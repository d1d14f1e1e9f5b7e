//! Privileged chat commands: `/pair`, `/new`, `/remember`.
//!
//! [`CommandHandler::handle`] is a pure decision function. It never touches
//! storage or the network; the adapter turns a [`CommandAction`] into effects.

use chrono::{DateTime, Utc};

use super::pairing::{PairingDecision, PairingGuard};

/// Response for a failed (but not yet locked out) pairing attempt.
pub const INVALID_TOKEN_RESPONSE: &str = "Invalid pairing token.";

/// Response when `/pair` arrives but no token is configured.
pub const PAIRING_DISABLED_RESPONSE: &str =
    "Pairing is disabled. Ask the owner to add your number to the whitelist.";

/// Side effect requested by a recognised command.
#[derive(Debug, Clone, PartialEq, Eq)]
pub enum CommandAction {
    /// Add the contained sender identity to the whitelist.
    Pair(String),
    /// Start a fresh assistant session.
    NewSession,
    /// Store the contained note.
    Remember(String),
}

/// Result of classifying one inbound message.
#[derive(Debug, Clone, PartialEq, Eq, Default)]
pub struct CommandOutcome {
    /// `false` means the text should go to the assistant unchanged.
    pub handled: bool,
    /// Text to send back to the sender, if any.
    pub response: Option<String>,
    /// Effect to apply, if any.
    pub action: Option<CommandAction>,
}

impl CommandOutcome {
    fn pass_through() -> Self {
        Self::default()
    }

    fn reply(text: impl Into<String>) -> Self {
        Self {
            handled: true,
            response: Some(text.into()),
            action: None,
        }
    }

    fn act(action: CommandAction) -> Self {
        Self {
            handled: true,
            response: None,
            action: Some(action),
        }
    }
}

/// Parses commands and gates everything except `/pair` behind the whitelist.
#[derive(Debug)]
pub struct CommandHandler {
    pairing: PairingGuard,
}

impl CommandHandler {
    /// Create a handler around a pairing guard.
    pub fn new(pairing: PairingGuard) -> Self {
        Self { pairing }
    }

    /// Access the pairing guard (for status output and tests).
    pub fn pairing(&self) -> &PairingGuard {
        &self.pairing
    }

    /// Classify `text` from `sender` using the wall clock.
    pub fn handle(&self, sender: &str, text: &str, is_whitelisted: bool) -> CommandOutcome {
        self.handle_at(sender, text, is_whitelisted, Utc::now())
    }

    /// Classify `text` from `sender` as of `now`.
    pub fn handle_at(
        &self,
        sender: &str,
        text: &str,
        is_whitelisted: bool,
        now: DateTime<Utc>,
    ) -> CommandOutcome {
        let trimmed = text.trim();
        let (command, args) = split_command(trimmed);

        if command.as_deref() == Some("/pair") {
            return self.handle_pair(sender, args, now);
        }

        if !is_whitelisted {
            return CommandOutcome::reply(self.access_restricted(sender));
        }

        match command.as_deref() {
            Some("/new") => CommandOutcome::act(CommandAction::NewSession),
            Some("/remember") if args.is_empty() => {
                CommandOutcome::reply("Usage: /remember <text to remember>")
            }
            Some("/remember") => CommandOutcome::act(CommandAction::Remember(args.to_owned())),
            _ => CommandOutcome::pass_through(),
        }
    }

    fn handle_pair(&self, sender: &str, token: &str, now: DateTime<Utc>) -> CommandOutcome {
        if !self.pairing.is_enabled() {
            return CommandOutcome::reply(PAIRING_DISABLED_RESPONSE);
        }
        if let Some(retry_after) = self.pairing.locked_out_for(sender, now) {
            return CommandOutcome::reply(lockout_response(retry_after));
        }
        if token.is_empty() {
            return CommandOutcome::reply("Usage: /pair <token>");
        }

        match self.pairing.attempt(sender, token, now) {
            PairingDecision::Disabled => CommandOutcome::reply(PAIRING_DISABLED_RESPONSE),
            PairingDecision::Paired => CommandOutcome::act(CommandAction::Pair(sender.to_owned())),
            PairingDecision::Invalid { .. } => CommandOutcome::reply(INVALID_TOKEN_RESPONSE),
            PairingDecision::LockedOut { retry_after } => {
                CommandOutcome::reply(lockout_response(retry_after))
            }
        }
    }

    fn access_restricted(&self, sender: &str) -> String {
        let instructions = if self.pairing.is_enabled() {
            "Send /pair <token> to get access."
        } else {
            "Pairing is disabled. Ask the owner to add your number to the whitelist."
        };
        format!("Access restricted.\nYour ID: {sender}\n{instructions}")
    }
}

/// Split `"/cmd rest of text"` into a lower-cased command word and the
/// trimmed remainder. Returns `None` when the text is not a command.
fn split_command(text: &str) -> (Option<String>, &str) {
    if !text.starts_with('/') {
        return (None, text);
    }
    match text.split_once(char::is_whitespace) {
        Some((cmd, rest)) => (Some(cmd.to_lowercase()), rest.trim()),
        None => (Some(text.to_lowercase()), ""),
    }
}

fn lockout_response(retry_after: chrono::Duration) -> String {
    let secs = retry_after.num_seconds().max(1);
    let minutes = secs.saturating_add(59) / 60;
    let unit = if minutes == 1 { "minute" } else { "minutes" };
    format!("Too many failed pairing attempts. Try again in {minutes} {unit}.")
}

----

▶ Exercise requirements
Write out every line in the data that holds the string "minutes".

▶ Reply to the exercise
    let minutes = secs.saturating_add(59) / 60;
    let unit = if minutes == 1 { "minute" } else { "minutes" };
    format!("Too many failed pairing attempts. Try again in {minutes} {unit}.")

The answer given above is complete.